What do you do when a friend gives you a huge bag of miscellaneous upholstery samples?
Sometimes, when you're an artist, people give you random things. In this case, I was delighted to receive a large bag full to the top with upholstery samples. It sat under my desk for a few weeks while I tried to figure out what to do with them. In the end, I decided that if I tried to use them individually, it might take me years. So, I decided to make a quilt.
They all looked roughly like the internet image I've included on the left: small rectangles of fabric glued or stapled to a paper card. They were not all the same size, shape or thickness but I figured I could make it work.

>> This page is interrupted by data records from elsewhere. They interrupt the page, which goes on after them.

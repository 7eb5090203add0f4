//! Prometheus metrics for export and import latency and import claims

use std::convert::Infallible;
use std::net::SocketAddr;
use std::sync::Arc;

use chrono::{DateTime, Utc};
use http_body_util::Full;
use hyper::body::Bytes;
use hyper::header::{HeaderValue, CONTENT_TYPE};
use hyper::server::conn::http1;
use hyper::service::service_fn;
use hyper::{Method, Request, Response, StatusCode};
use hyper_util::rt::tokio::TokioIo;
use prometheus::{Encoder, HistogramOpts, HistogramVec, IntCounterVec, Opts, Registry, TextEncoder};
use tokio::net::TcpListener;
use tracing::{debug, info, warn};

use crate::{FleetError, Result};

/// Bucket boundaries in milliseconds
const DURATION_BUCKETS_MS: [f64; 6] = [1000.0, 2500.0, 5000.0, 10000.0, 25000.0, 50000.0];
/// Observations are capped at this value
const DURATION_RIGHT_BOUND_MS: f64 = 100000.0;
/// Observations at or below zero are recorded as this value
const DURATION_FLOOR_MS: f64 = 1000.0;

/// Outcomes of an import claim, as recorded by the hub
pub const CLAIM_GRANTED: &str = "granted";
pub const CLAIM_RELEASED: &str = "released";
pub const CLAIM_CONFLICT: &str = "conflict";

/// Metrics collector shared by the networking controllers. Clones share the registry.
#[derive(Clone)]
pub struct FleetMetrics {
    /// Time from an EndpointSlice change in its origin cluster to its import elsewhere
    pub endpoint_slice_export_import_duration: HistogramVec,
    /// Time from a Service export request to the hub conflict resolution result
    pub service_export_duration: HistogramVec,
    /// ServiceImport claims by outcome
    pub service_import_claims: IntCounterVec,
    pub registry: Arc<Registry>,
}

impl FleetMetrics {
    pub fn new() -> Result<Self> {
        let registry = Arc::new(Registry::new());

        let endpoint_slice_export_import_duration = HistogramVec::new(
            HistogramOpts::new(
                "fleet_networking_endpointslice_export_import_duration_milliseconds",
                "The duration of an endpointslice export",
            )
            .buckets(DURATION_BUCKETS_MS.to_vec()),
            &["originClusterID", "destinationClusterID"],
        )?;

        let service_export_duration = HistogramVec::new(
            HistogramOpts::new(
                "fleet_networking_service_export_duration_milliseconds",
                "The duration of a service export",
            )
            .buckets(DURATION_BUCKETS_MS.to_vec()),
            &["originClusterID"],
        )?;

        let service_import_claims = IntCounterVec::new(
            Opts::new(
                "fleet_networking_service_import_claims_total",
                "Total number of service import claims by outcome",
            ),
            &["outcome"],
        )?;

        registry.register(Box::new(endpoint_slice_export_import_duration.clone()))?;
        registry.register(Box::new(service_export_duration.clone()))?;
        registry.register(Box::new(service_import_claims.clone()))?;

        Ok(Self {
            endpoint_slice_export_import_duration,
            service_export_duration,
            service_import_claims,
            registry,
        })
    }

    pub fn observe_endpoint_slice_export_import(
        &self,
        origin_cluster: &str,
        destination_cluster: &str,
        since: DateTime<Utc>,
        now: DateTime<Utc>,
    ) {
        self.endpoint_slice_export_import_duration
            .with_label_values(&[origin_cluster, destination_cluster])
            .observe(clamp_duration_ms(since, now));
    }

    pub fn observe_service_export(&self, origin_cluster: &str, since: DateTime<Utc>, now: DateTime<Utc>) {
        self.service_export_duration
            .with_label_values(&[origin_cluster])
            .observe(clamp_duration_ms(since, now));
    }

    pub fn observe_claim(&self, outcome: &str) {
        self.service_import_claims.with_label_values(&[outcome]).inc();
    }

    /// Gather all metrics in Prometheus text format
    pub fn gather(&self) -> Result<String> {
        let encoder = TextEncoder::new();
        let metric_families = self.registry.gather();
        let mut buffer = vec![];
        encoder.encode(&metric_families, &mut buffer)?;
        String::from_utf8(buffer).map_err(|e| FleetError::Internal(e.to_string()))
    }
}

/// Serves `/metrics` and `/healthz` until the task is dropped.
pub async fn serve_metrics(addr: SocketAddr, metrics: FleetMetrics) -> Result<()> {
    let listener = TcpListener::bind(addr)
        .await
        .map_err(|e| FleetError::Internal(format!("failed to bind metrics address {addr}: {e}")))?;
    info!(%addr, "Metrics server listening");

    let metrics = Arc::new(metrics);
    loop {
        let (stream, peer_addr) = listener
            .accept()
            .await
            .map_err(|e| FleetError::Internal(format!("failed to accept metrics connection: {e}")))?;
        let io = TokioIo::new(stream);
        let metrics = metrics.clone();

        tokio::task::spawn(async move {
            let service = service_fn(move |req| {
                let metrics = metrics.clone();
                async move { Ok::<_, Infallible>(handle_request(&req, &metrics)) }
            });
            if let Err(e) = http1::Builder::new().serve_connection(io, service).await {
                debug!(%peer_addr, error = %e, "Metrics connection closed with error");
            }
        });
    }
}

fn handle_request<B>(req: &Request<B>, metrics: &FleetMetrics) -> Response<Full<Bytes>> {
    let (status, body) = match (req.method(), req.uri().path()) {
        (&Method::GET, "/metrics") => match metrics.gather() {
            Ok(text) => (StatusCode::OK, text),
            Err(e) => {
                warn!(error = %e, "Failed to gather metrics");
                (StatusCode::INTERNAL_SERVER_ERROR, "Failed to gather metrics\n".to_string())
            }
        },
        (&Method::GET, "/healthz") => (StatusCode::OK, "ok\n".to_string()),
        _ => (StatusCode::NOT_FOUND, "Not Found\n".to_string()),
    };

    let mut response = Response::new(Full::new(Bytes::from(body)));
    *response.status_mut() = status;
    response
        .headers_mut()
        .insert(CONTENT_TYPE, HeaderValue::from_static("text/plain; version=0.0.4"));
    response
}

/// Milliseconds between `since` and `now`. Clock skew between clusters can make the value
/// negative; those are floored, and outliers are capped at the right bound.
pub fn clamp_duration_ms(since: DateTime<Utc>, now: DateTime<Utc>) -> f64 {
    let ms = (now - since).num_milliseconds() as f64;
    if ms <= 0.0 {
        DURATION_FLOOR_MS
    } else {
        ms.min(DURATION_RIGHT_BOUND_MS)
    }
}
use kube::CustomResource;
use schemars::JsonSchema;
use serde::{Deserialize, Serialize};

use super::ExportedObjectReference;

/// EndpointSliceExport is the hub-side snapshot of the ready endpoints of one exported
/// EndpointSlice. It is named by the unique name assigned to the source EndpointSlice.
#[derive(CustomResource, Clone, Debug, Default, PartialEq, Serialize, Deserialize, JsonSchema)]
#[kube(
    group = "networking.fleet.azure.com",
    version = "v1alpha1",
    kind = "EndpointSliceExport",
    plural = "endpointsliceexports",
    namespaced,
    derive = "Default",
)]
#[serde(rename_all = "camelCase")]
pub struct EndpointSliceExportSpec {
    /// Only IPv4 is exported
    pub address_type: String,

    #[serde(default)]
    pub endpoints: Vec<ExportedEndpoint>,

    #[serde(default)]
    pub ports: Vec<ExportedEndpointPort>,

    pub endpoint_slice_reference: ExportedObjectReference,

    pub owner_service_reference: OwnerServiceReference,
}

/// EndpointSliceImport is an EndpointSliceExport distributed into the hub namespace of a
/// member cluster that has claimed the owning Service.
#[derive(CustomResource, Clone, Debug, Default, PartialEq, Serialize, Deserialize, JsonSchema)]
#[kube(
    group = "networking.fleet.azure.com",
    version = "v1alpha1",
    kind = "EndpointSliceImport",
    plural = "endpointsliceimports",
    namespaced,
    derive = "Default",
)]
#[serde(rename_all = "camelCase")]
pub struct EndpointSliceImportSpec {
    pub address_type: String,

    #[serde(default)]
    pub endpoints: Vec<ExportedEndpoint>,

    #[serde(default)]
    pub ports: Vec<ExportedEndpointPort>,

    pub endpoint_slice_reference: ExportedObjectReference,

    pub owner_service_reference: OwnerServiceReference,
}

impl From<&EndpointSliceExportSpec> for EndpointSliceImportSpec {
    fn from(spec: &EndpointSliceExportSpec) -> Self {
        Self {
            address_type: spec.address_type.clone(),
            endpoints: spec.endpoints.clone(),
            ports: spec.ports.clone(),
            endpoint_slice_reference: spec.endpoint_slice_reference.clone(),
            owner_service_reference: spec.owner_service_reference.clone(),
        }
    }
}

/// A ready endpoint
#[derive(Clone, Debug, Default, PartialEq, Eq, Serialize, Deserialize, JsonSchema)]
pub struct ExportedEndpoint {
    pub addresses: Vec<String>,
}

/// A port of an exported EndpointSlice
#[derive(Clone, Debug, Default, PartialEq, Eq, Serialize, Deserialize, JsonSchema)]
#[serde(rename_all = "camelCase")]
pub struct ExportedEndpointPort {
    #[serde(skip_serializing_if = "Option::is_none")]
    pub name: Option<String>,
    #[serde(skip_serializing_if = "Option::is_none")]
    pub protocol: Option<String>,
    #[serde(skip_serializing_if = "Option::is_none")]
    pub port: Option<i32>,
    #[serde(skip_serializing_if = "Option::is_none")]
    pub app_protocol: Option<String>,
}

/// The Service owning an exported EndpointSlice, in the EndpointSlice's namespace
#[derive(Clone, Debug, Default, PartialEq, Eq, Serialize, Deserialize, JsonSchema)]
#[serde(rename_all = "camelCase")]
pub struct OwnerServiceReference {
    pub namespace: String,
    pub name: String,
    pub namespaced_name: String,
}

impl OwnerServiceReference {
    pub fn new(namespace: &str, name: &str) -> Self {
        Self {
            namespace: namespace.to_string(),
            name: name.to_string(),
            namespaced_name: format!("{namespace}/{name}"),
        }
    }
}
#[cfg(test)]
mod tests {
    use super::*;
    use crate::testing::{context, endpoint_slice, exported_service_export, HUB_NAMESPACE};
    use fleet_net_core::condition::conflict_condition;
    use fleet_net_core::{ListOptions, MemoryStore};

    async fn setup(ctx: &MemberContext<MemoryStore>) {
        ctx.member
            .create(&exported_service_export("work", "app"))
            .await
            .unwrap();
        ctx.member
            .create(&endpoint_slice(
                "work",
                "app-slice-1",
                "app",
                &[("10.0.0.1", Some(true)), ("10.0.0.2", None), ("10.0.0.3", Some(false))],
            ))
            .await
            .unwrap();
    }

    async fn slice(ctx: &MemberContext<MemoryStore>, name: &str) -> EndpointSlice {
        ctx.member.get("work", name).await.unwrap()
    }

    async fn hub_exports(ctx: &MemberContext<MemoryStore>) -> Vec<EndpointSliceExport> {
        ctx.hub
            .list(&ListOptions::namespaced(HUB_NAMESPACE))
            .await
            .unwrap()
    }

    #[tokio::test]
    async fn test_export_ready_endpoints() {
        let ctx = context();
        setup(&ctx).await;
        let reconciler = EndpointSliceReconciler::new(ctx.clone());
        reconciler
            .reconcile(&ObjectKey::new("work", "app-slice-1"))
            .await
            .unwrap();

        let slice = slice(&ctx, "app-slice-1").await;
        let unique_name = annotation(&slice, UNIQUE_NAME_ANNOTATION).unwrap();
        assert!(unique_name.starts_with("bravelion-work-app-slice-1-"));
        assert_eq!(annotation(&slice, LAST_SEEN_GENERATION_ANNOTATION), Some("1"));

        let ese: EndpointSliceExport = ctx.hub.get(HUB_NAMESPACE, unique_name).await.unwrap();
        assert_eq!(ese.spec.address_type, "IPv4");
        let addresses: Vec<_> = ese
            .spec
            .endpoints
            .iter()
            .flat_map(|e| e.addresses.clone())
            .collect();
        assert_eq!(addresses, vec!["10.0.0.1", "10.0.0.2"]);
        assert_eq!(ese.spec.ports.len(), 1);
        assert_eq!(ese.spec.owner_service_reference.namespaced_name, "work/app");
        assert!(ese
            .spec
            .endpoint_slice_reference
            .is_linked_to(slice.metadata.uid.as_deref()));
        assert!(ese.spec.endpoint_slice_reference.exported_since.is_some());

        // converged: nothing is rewritten
        let before = ese.metadata.resource_version.clone();
        reconciler
            .reconcile(&ObjectKey::new("work", "app-slice-1"))
            .await
            .unwrap();
        let ese: EndpointSliceExport = ctx.hub.get(HUB_NAMESPACE, unique_name).await.unwrap();
        assert_eq!(ese.metadata.resource_version, before);
    }

    #[tokio::test]
    async fn test_skip_unexported_service() {
        let ctx = context();
        ctx.member
            .create(&endpoint_slice("work", "app-slice-1", "app", &[("10.0.0.1", None)]))
            .await
            .unwrap();
        let reconciler = EndpointSliceReconciler::new(ctx.clone());
        let slice = slice(&ctx, "app-slice-1").await;
        assert_eq!(reconciler.decide(&slice).await.unwrap(), SliceAction::Skip);

        let mut ipv6 = endpoint_slice("work", "v6", "app", &[]);
        ipv6.address_type = "IPv6".to_string();
        assert_eq!(reconciler.decide(&ipv6).await.unwrap(), SliceAction::Skip);

        reconciler
            .reconcile(&ObjectKey::new("work", "app-slice-1"))
            .await
            .unwrap();
        assert!(hub_exports(&ctx).await.is_empty());
    }

    #[tokio::test]
    async fn test_unexport_on_conflict() {
        let ctx = context();
        setup(&ctx).await;
        let reconciler = EndpointSliceReconciler::new(ctx.clone());
        let key = ObjectKey::new("work", "app-slice-1");
        reconciler.reconcile(&key).await.unwrap();
        assert_eq!(hub_exports(&ctx).await.len(), 1);

        let mut export: ServiceExport = ctx.member.get("work", "app").await.unwrap();
        fleet_net_core::condition::set_condition(
            export.conditions_mut(),
            conflict_condition(true, 1, "work", "app"),
        );
        ctx.member.update_status(&export).await.unwrap();

        let slice = slice(&ctx, "app-slice-1").await;
        assert_eq!(reconciler.decide(&slice).await.unwrap(), SliceAction::Unexport);
        reconciler.reconcile(&key).await.unwrap();

        assert!(hub_exports(&ctx).await.is_empty());
        let slice = self::slice(&ctx, "app-slice-1").await;
        assert!(annotation(&slice, UNIQUE_NAME_ANNOTATION).is_none());
    }

    #[tokio::test]
    async fn test_unlabelled_exported_slice_is_withdrawn() {
        let ctx = context();
        setup(&ctx).await;
        let reconciler = EndpointSliceReconciler::new(ctx.clone());
        let key = ObjectKey::new("work", "app-slice-1");
        reconciler.reconcile(&key).await.unwrap();

        let mut slice = slice(&ctx, "app-slice-1").await;
        slice.metadata.labels = None;
        ctx.member.update(&slice).await.unwrap();
        reconciler.reconcile(&key).await.unwrap();

        assert!(hub_exports(&ctx).await.is_empty());
    }

    #[tokio::test]
    async fn test_tampered_unique_name_leaves_other_export_alone() {
        let ctx = context();
        setup(&ctx).await;
        ctx.member
            .create(&endpoint_slice("work", "app-slice-2", "app", &[("10.0.1.1", None)]))
            .await
            .unwrap();
        let reconciler = EndpointSliceReconciler::new(ctx.clone());
        let first = ObjectKey::new("work", "app-slice-1");
        let second = ObjectKey::new("work", "app-slice-2");
        reconciler.reconcile(&first).await.unwrap();
        reconciler.reconcile(&second).await.unwrap();

        let first_slice = slice(&ctx, "app-slice-1").await;
        let first_name = annotation(&first_slice, UNIQUE_NAME_ANNOTATION).unwrap().to_string();
        let mut second_slice = slice(&ctx, "app-slice-2").await;
        let second_name = annotation(&second_slice, UNIQUE_NAME_ANNOTATION).unwrap().to_string();

        // point the second slice at the first slice's export
        set_annotation(&mut second_slice, UNIQUE_NAME_ANNOTATION, first_name.clone());
        ctx.member.update(&second_slice).await.unwrap();

        reconciler.reconcile(&second).await.unwrap();
        let second_slice = slice(&ctx, "app-slice-2").await;
        assert!(annotation(&second_slice, UNIQUE_NAME_ANNOTATION).is_none());

        reconciler.reconcile(&second).await.unwrap();
        let second_slice = slice(&ctx, "app-slice-2").await;
        let new_name = annotation(&second_slice, UNIQUE_NAME_ANNOTATION).unwrap();
        assert_ne!(new_name, first_name);
        assert_ne!(new_name, second_name);

        let untouched: EndpointSliceExport = ctx.hub.get(HUB_NAMESPACE, &first_name).await.unwrap();
        assert!(untouched
            .spec
            .endpoint_slice_reference
            .is_linked_to(first_slice.metadata.uid.as_deref()));
        let replacement: EndpointSliceExport = ctx.hub.get(HUB_NAMESPACE, new_name).await.unwrap();
        assert!(replacement
            .spec
            .endpoint_slice_reference
            .is_linked_to(second_slice.metadata.uid.as_deref()));
    }

    #[tokio::test]
    async fn test_malformed_unique_name_is_replaced() {
        let ctx = context();
        setup(&ctx).await;
        let mut bad = slice(&ctx, "app-slice-1").await;
        set_annotation(&mut bad, UNIQUE_NAME_ANNOTATION, "Bad_Name");
        ctx.member.update(&bad).await.unwrap();

        EndpointSliceReconciler::new(ctx.clone())
            .reconcile(&ObjectKey::new("work", "app-slice-1"))
            .await
            .unwrap();

        let renamed = slice(&ctx, "app-slice-1").await;
        let unique_name = annotation(&renamed, UNIQUE_NAME_ANNOTATION).unwrap();
        assert_ne!(unique_name, "Bad_Name");
        assert!(NameFormat::Dns1123Subdomain.is_valid(unique_name));

        let exports = hub_exports(&ctx).await;
        assert_eq!(exports.len(), 1);
        assert_eq!(exports[0].metadata.name.as_deref(), Some(unique_name));
        assert!(ctx
            .hub
            .try_get::<EndpointSliceExport>(HUB_NAMESPACE, "Bad_Name")
            .await
            .unwrap()
            .is_none());
    }

    #[test]
    fn test_extract_ready_endpoints() {
        let slice = endpoint_slice(
            "work",
            "app-slice-1",
            "app",
            &[("10.0.0.1", Some(false)), ("10.0.0.2", None)],
        );
        assert_eq!(
            extract_ready_endpoints(&slice),
            vec![ExportedEndpoint {
                addresses: vec!["10.0.0.2".to_string()]
            }]
        );
    }
}
//! Well-known annotations, labels and finalizers, plus helpers to manipulate object metadata

use std::fmt;

use kube::Resource;

/// Finalizer on a ServiceExport guarding its InternalServiceExport.
pub const SERVICE_EXPORT_CLEANUP_FINALIZER: &str = "networking.fleet.azure.com/svc-export-cleanup";
/// Finalizer on an InternalServiceExport guarding its entry in the ServiceImport status.
pub const INTERNAL_SERVICE_EXPORT_FINALIZER: &str =
    "networking.fleet.azure.com/internal-svc-export-cleanup";
/// Finalizer on a member ServiceImport guarding its InternalServiceImport, and on a hub
/// ServiceImport guarding its ServiceInUseBy annotation.
pub const SERVICE_IMPORT_CLEANUP_FINALIZER: &str = "networking.fleet.azure.com/serviceimport-cleanup";
/// Finalizer on an InternalServiceImport guarding its claim on the ServiceImport.
pub const INTERNAL_SERVICE_IMPORT_CLEANUP_FINALIZER: &str =
    "networking.fleet.azure.com/internalsvcimport-cleanup";
/// Finalizer on an EndpointSliceExport guarding the distributed EndpointSliceImports.
pub const ENDPOINT_SLICE_EXPORT_CLEANUP_FINALIZER: &str =
    "networking.fleet.azure.com/endpointsliceexport-cleanup";
/// Finalizer on an EndpointSliceImport guarding the imported EndpointSlice.
pub const ENDPOINT_SLICE_IMPORT_CLEANUP_FINALIZER: &str =
    "networking.fleet.azure.com/endpointsliceimport-cleanup";
/// Finalizer on a MultiClusterService guarding its derived Service and ServiceImport.
pub const MULTI_CLUSTER_SERVICE_FINALIZER: &str =
    "networking.fleet.azure.com/service-resources-cleanup";

/// Unique name assigned to an exported EndpointSlice.
pub const UNIQUE_NAME_ANNOTATION: &str = "networking.fleet.azure.com/fleet-unique-name";
/// JSON-encoded ServiceInUseBy on a hub ServiceImport.
pub const SERVICE_IN_USE_BY_ANNOTATION: &str = "networking.fleet.azure.com/service-in-use-by";
/// Name of the derived Service granted to a MultiClusterService.
pub const DERIVED_SERVICE_LABEL: &str = "networking.fleet.azure.com/derived-service";
/// Name of the ServiceImport created for a MultiClusterService.
pub const SERVICE_IMPORT_LABEL: &str = "networking.fleet.azure.com/service-import";
/// Name and namespace of the MultiClusterService a derived Service belongs to.
pub const MULTI_CLUSTER_SERVICE_NAME_LABEL: &str =
    "networking.fleet.azure.com/multi-cluster-service-name";
pub const MULTI_CLUSTER_SERVICE_NAMESPACE_LABEL: &str =
    "networking.fleet.azure.com/multi-cluster-service-namespace";

pub const LAST_SEEN_GENERATION_ANNOTATION: &str = "networking.fleet.azure.com/last-seen-generation";
pub const LAST_SEEN_RESOURCE_VERSION_ANNOTATION: &str =
    "networking.fleet.azure.com/last-seen-resource-version";
pub const LAST_SEEN_TIMESTAMP_ANNOTATION: &str = "networking.fleet.azure.com/last-seen-timestamp";
pub const LAST_OBSERVED_GENERATION_ANNOTATION: &str =
    "networking.fleet.azure.com/last-observed-generation";

/// Label naming the Service an EndpointSlice belongs to.
pub const SERVICE_NAME_LABEL: &str = "kubernetes.io/service-name";
/// Label naming the controller managing an EndpointSlice.
pub const MANAGED_BY_LABEL: &str = "endpointslice.kubernetes.io/managed-by";
/// `MANAGED_BY_LABEL` value on EndpointSlices imported from the fleet
pub const ENDPOINT_SLICE_IMPORT_MANAGER: &str = "endpointsliceimport-controller.networking.fleet.azure.com";

/// Format of a member cluster's reserved namespace in the hub.
pub fn hub_namespace_for(member_cluster: &str) -> String {
    format!("fleet-member-{member_cluster}")
}

/// Namespace and name of an object. Cluster-scoped objects use an empty namespace.
#[derive(Clone, Debug, Default, PartialEq, Eq, Hash, PartialOrd, Ord)]
pub struct ObjectKey {
    pub namespace: String,
    pub name: String,
}

impl ObjectKey {
    pub fn new(namespace: impl Into<String>, name: impl Into<String>) -> Self {
        Self {
            namespace: namespace.into(),
            name: name.into(),
        }
    }

    pub fn cluster_scoped(name: impl Into<String>) -> Self {
        Self::new(String::new(), name)
    }

    pub fn of<K: Resource>(obj: &K) -> Self {
        let meta = obj.meta();
        Self::new(
            meta.namespace.clone().unwrap_or_default(),
            meta.name.clone().unwrap_or_default(),
        )
    }
}

impl fmt::Display for ObjectKey {
    fn fmt(&self, f: &mut fmt::Formatter<'_>) -> fmt::Result {
        if self.namespace.is_empty() {
            write!(f, "{}", self.name)
        } else {
            write!(f, "{}/{}", self.namespace, self.name)
        }
    }
}

pub fn is_deleting<K: Resource>(obj: &K) -> bool {
    obj.meta().deletion_timestamp.is_some()
}

pub fn has_finalizer<K: Resource>(obj: &K, finalizer: &str) -> bool {
    obj.meta()
        .finalizers
        .as_ref()
        .is_some_and(|f| f.iter().any(|x| x == finalizer))
}

/// Adds `finalizer`; returns false if it was already present.
pub fn add_finalizer<K: Resource>(obj: &mut K, finalizer: &str) -> bool {
    if has_finalizer(obj, finalizer) {
        return false;
    }
    obj.meta_mut()
        .finalizers
        .get_or_insert_with(Vec::new)
        .push(finalizer.to_string());
    true
}

/// Removes `finalizer`; returns false if it was absent.
pub fn remove_finalizer<K: Resource>(obj: &mut K, finalizer: &str) -> bool {
    let Some(finalizers) = obj.meta_mut().finalizers.as_mut() else {
        return false;
    };
    let before = finalizers.len();
    finalizers.retain(|f| f != finalizer);
    before != finalizers.len()
}

pub fn annotation<'a, K: Resource>(obj: &'a K, key: &str) -> Option<&'a str> {
    obj.meta()
        .annotations
        .as_ref()
        .and_then(|a| a.get(key))
        .map(String::as_str)
}

pub fn set_annotation<K: Resource>(obj: &mut K, key: &str, value: impl Into<String>) {
    obj.meta_mut()
        .annotations
        .get_or_insert_with(Default::default)
        .insert(key.to_string(), value.into());
}

/// Removes annotation `key`; returns false if it was absent.
pub fn remove_annotation<K: Resource>(obj: &mut K, key: &str) -> bool {
    obj.meta_mut()
        .annotations
        .as_mut()
        .and_then(|a| a.remove(key))
        .is_some()
}

/// Sets label `key`; returns false if it already had `value`.
pub fn set_label<K: Resource>(obj: &mut K, key: &str, value: &str) -> bool {
    let labels = obj.meta_mut().labels.get_or_insert_with(Default::default);
    if labels.get(key).map(String::as_str) == Some(value) {
        return false;
    }
    labels.insert(key.to_string(), value.to_string());
    true
}

/// Removes label `key`; returns false if it was absent.
pub fn remove_label<K: Resource>(obj: &mut K, key: &str) -> bool {
    obj.meta_mut()
        .labels
        .as_mut()
        .and_then(|l| l.remove(key))
        .is_some()
}

pub fn label<'a, K: Resource>(obj: &'a K, key: &str) -> Option<&'a str> {
    obj.meta()
        .labels
        .as_ref()
        .and_then(|l| l.get(key))
        .map(String::as_str)
}

#[cfg(test)]
mod tests {
    use super::*;
    use k8s_openapi::api::core::v1::Service;

    #[test]
    fn test_finalizer_helpers() {
        let mut svc = Service::default();
        assert!(!has_finalizer(&svc, SERVICE_EXPORT_CLEANUP_FINALIZER));
        assert!(add_finalizer(&mut svc, SERVICE_EXPORT_CLEANUP_FINALIZER));
        assert!(!add_finalizer(&mut svc, SERVICE_EXPORT_CLEANUP_FINALIZER));
        assert_eq!(svc.metadata.finalizers.as_ref().map(Vec::len), Some(1));
        assert!(remove_finalizer(&mut svc, SERVICE_EXPORT_CLEANUP_FINALIZER));
        assert!(!remove_finalizer(&mut svc, SERVICE_EXPORT_CLEANUP_FINALIZER));
    }

    #[test]
    fn test_annotation_helpers() {
        let mut svc = Service::default();
        assert_eq!(annotation(&svc, UNIQUE_NAME_ANNOTATION), None);
        set_annotation(&mut svc, UNIQUE_NAME_ANNOTATION, "a-b-c-12345");
        assert_eq!(annotation(&svc, UNIQUE_NAME_ANNOTATION), Some("a-b-c-12345"));
        assert!(remove_annotation(&mut svc, UNIQUE_NAME_ANNOTATION));
        assert!(!remove_annotation(&mut svc, UNIQUE_NAME_ANNOTATION));
    }

    #[test]
    fn test_label_helpers() {
        let mut svc = Service::default();
        assert!(set_label(&mut svc, DERIVED_SERVICE_LABEL, "work-app"));
        assert!(!set_label(&mut svc, DERIVED_SERVICE_LABEL, "work-app"));
        assert_eq!(label(&svc, DERIVED_SERVICE_LABEL), Some("work-app"));
        assert!(set_label(&mut svc, DERIVED_SERVICE_LABEL, "other"));
        assert!(remove_label(&mut svc, DERIVED_SERVICE_LABEL));
        assert!(!remove_label(&mut svc, DERIVED_SERVICE_LABEL));
    }

    #[test]
    fn test_object_key_display() {
        assert_eq!(ObjectKey::new("work", "app").to_string(), "work/app");
        assert_eq!(ObjectKey::cluster_scoped("bravelion").to_string(), "bravelion");
        assert_eq!(hub_namespace_for("bravelion"), "fleet-member-bravelion");
    }
}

Materials: roughly 250 upholstery samples, a camera on greyscale mode, hours of sitting on the floor
I started by removing the paper from each sample. Sometimes, this was easy. Sometimes, I had to trim a sample and sacrifice some fabric because the glue wouldn't come off of an edge.
I set aside a small pile of samples that were linen (which I thought I could use for other things) and counted the rest, concluding that I could very nearly make a queen-sized quilt from what I had.
Then I spent hours arranging the samples from light to dark, using my phone camera on greyscale to help me when I couldn't guess.
I then laid them out on the floor to create a quilt with a rough gradient grouping them in blocks of 3 by 3.
I sewed them into blocks (this took some rearranging to get the different sizes to fit together) and then those blocks into strips.
When I laid them out on the bed, I began to see how it would look, but also that it was a bit too small. I sewed the strips together.
After lots of scribbling, I figured out how to cut up some spare fabric I had to create a 35cm border.
I attached the border to each edge.
And connected them diagonally at the corners.
At this point, it was looking great.
I bought a cheap duvet cover to use as material for the back.
And this is what the top of my quilt looks like so far!
TO BE CONTINUED...
I am at the stage in this project where I have done all the fun bits. I still need to buy batting to go inside the quilt, connect the three layers (probably by hand-tying hundreds of little ties), and put a border on it. I will update this blog when I get around to doing those things. But for now, I've at least used up my upholstery samples! (Although storing them as a quilt will take up even more space, so the joke's on me).